# WHAT YOU HAVE TO DO
Repeat, exactly as written, the line containing "use std::sync::Arc;" and each line after it through the end of the data.
=== RECORDS FOR THIS TASK ===
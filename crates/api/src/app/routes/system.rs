use std::sync::Arc;

use axum::{
    extract::Extension,
    http::StatusCode,
    response::{sse::Event as SseEvent, IntoResponse},
    Json,
};

use crate::app::services::{self, AppServices};

pub async fn health() -> StatusCode {
    StatusCode::OK
}

pub async fn whoami(
    Extension(tenant): Extension<crate::context::TenantContext>,
    Extension(principal): Extension<crate::context::PrincipalContext>,
) -> impl IntoResponse {
    Json(serde_json::json!({
        "tenant_id": tenant.tenant_id().to_string(),
        "principal_id": principal.principal_id().to_string(),
        "roles": principal.roles().iter().map(|r| r.as_str()).collect::<Vec<_>>(),
    }))
}

pub async fn stream(
    Extension(services): Extension<Arc<AppServices>>,
    Extension(tenant): Extension<crate::context::TenantContext>,
) -> axum::response::Sse<impl tokio_stream::Stream<Item = Result<SseEvent, std::convert::Infallible>>> {
    services::tenant_sse_stream(services, tenant.tenant_id())
}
===
# SOLVED EXERCISE
use std::sync::Arc;

use axum::{
    extract::Extension,
    http::StatusCode,
    response::{sse::Event as SseEvent, IntoResponse},
    Json,
};

use crate::app::services::{self, AppServices};

pub async fn health() -> StatusCode {
    StatusCode::OK
}

pub async fn whoami(
    Extension(tenant): Extension<crate::context::TenantContext>,
    Extension(principal): Extension<crate::context::PrincipalContext>,
) -> impl IntoResponse {
    Json(serde_json::json!({
        "tenant_id": tenant.tenant_id().to_string(),
        "principal_id": principal.principal_id().to_string(),
        "roles": principal.roles().iter().map(|r| r.as_str()).collect::<Vec<_>>(),
    }))
}

pub async fn stream(
    Extension(services): Extension<Arc<AppServices>>,
    Extension(tenant): Extension<crate::context::TenantContext>,
) -> axum::response::Sse<impl tokio_stream::Stream<Item = Result<SseEvent, std::convert::Infallible>>> {
    services::tenant_sse_stream(services, tenant.tenant_id())
}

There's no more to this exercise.